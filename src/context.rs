use crate::persistence::{load_slot, save_slot, FileStorage, MemoryStorage, Slot, SlotStorage};
use crate::store::{GoalStore, HistoryStore, SettingsStore, TaskStore, TimerStore};
use anyhow::{Context, Result};
use std::path::Path;
use tracing::{debug, info};

/// Every store plus the backend they persist to. Built once at startup and
/// passed to whatever needs it.
pub struct AppContext {
    pub tasks: TaskStore,
    pub goals: GoalStore,
    pub history: HistoryStore,
    pub settings: SettingsStore,
    /// In-memory only; never saved
    pub timer: TimerStore,
    storage: Box<dyn SlotStorage>,
}

impl AppContext {
    /// Load every slot from `storage`. Empty slots start from defaults.
    pub fn load(storage: Box<dyn SlotStorage>) -> Result<Self> {
        let tasks = load_slot::<TaskStore>(storage.as_ref(), Slot::Tasks)
            .context("Failed to load tasks")?
            .unwrap_or_default();
        let goals = load_slot::<GoalStore>(storage.as_ref(), Slot::Goals)
            .context("Failed to load goals")?
            .unwrap_or_default();
        let history = load_slot::<HistoryStore>(storage.as_ref(), Slot::History)
            .context("Failed to load history")?
            .map(HistoryStore::normalized)
            .unwrap_or_default();
        let settings = load_slot::<SettingsStore>(storage.as_ref(), Slot::Settings)
            .context("Failed to load settings")?
            .unwrap_or_default();

        info!(
            tasks = tasks.all().len(),
            goals = goals.all().len(),
            history_rows = history.all().len(),
            "state loaded"
        );

        Ok(Self {
            tasks,
            goals,
            history,
            settings,
            timer: TimerStore::new(),
            storage,
        })
    }

    /// Load from a directory with one JSON file per slot
    pub fn open(dir: &Path) -> Result<Self> {
        debug!(dir = %dir.display(), "opening data directory");
        Self::load(Box::new(FileStorage::new(dir)))
    }

    /// Fresh context that keeps everything in memory
    pub fn in_memory() -> Self {
        Self {
            tasks: TaskStore::new(),
            goals: GoalStore::new(),
            history: HistoryStore::new(),
            settings: SettingsStore::new(),
            timer: TimerStore::new(),
            storage: Box::new(MemoryStorage::new()),
        }
    }

    pub fn needs_save(&self) -> bool {
        self.tasks.needs_save()
            || self.goals.needs_save()
            || self.history.needs_save()
            || self.settings.needs_save()
    }

    /// Write every slot and clear the dirty flags
    pub fn save(&mut self) -> Result<()> {
        save_slot(self.storage.as_mut(), Slot::Tasks, &self.tasks)?;
        save_slot(self.storage.as_mut(), Slot::Goals, &self.goals)?;
        save_slot(self.storage.as_mut(), Slot::History, &self.history)?;
        save_slot(self.storage.as_mut(), Slot::Settings, &self.settings)?;

        self.tasks.mark_saved();
        self.goals.mark_saved();
        self.history.mark_saved();
        self.settings.mark_saved();
        Ok(())
    }

    /// Write only the slots whose store changed. Returns whether anything was
    /// written.
    pub fn save_if_needed(&mut self) -> Result<bool> {
        let mut saved = false;

        if self.tasks.needs_save() {
            save_slot(self.storage.as_mut(), Slot::Tasks, &self.tasks)?;
            self.tasks.mark_saved();
            saved = true;
        }
        if self.goals.needs_save() {
            save_slot(self.storage.as_mut(), Slot::Goals, &self.goals)?;
            self.goals.mark_saved();
            saved = true;
        }
        if self.history.needs_save() {
            save_slot(self.storage.as_mut(), Slot::History, &self.history)?;
            self.history.mark_saved();
            saved = true;
        }
        if self.settings.needs_save() {
            save_slot(self.storage.as_mut(), Slot::Settings, &self.settings)?;
            self.settings.mark_saved();
            saved = true;
        }

        Ok(saved)
    }
}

------

Return exactly, and only, the lines from the start of the listing through the line with "only; never saved".

> [WRITTEN SOLUTION]
filename src/context.rs
use crate::persistence::{load_slot, save_slot, FileStorage, MemoryStorage, Slot, SlotStorage};
use crate::store::{GoalStore, HistoryStore, SettingsStore, TaskStore, TimerStore};
use anyhow::{Context, Result};
use std::path::Path;
use tracing::{debug, info};

/// Every store plus the backend they persist to. Built once at startup and
/// passed to whatever needs it.
pub struct AppContext {
    pub tasks: TaskStore,
    pub goals: GoalStore,
    pub history: HistoryStore,
    pub settings: SettingsStore,
    /// In-memory only; never saved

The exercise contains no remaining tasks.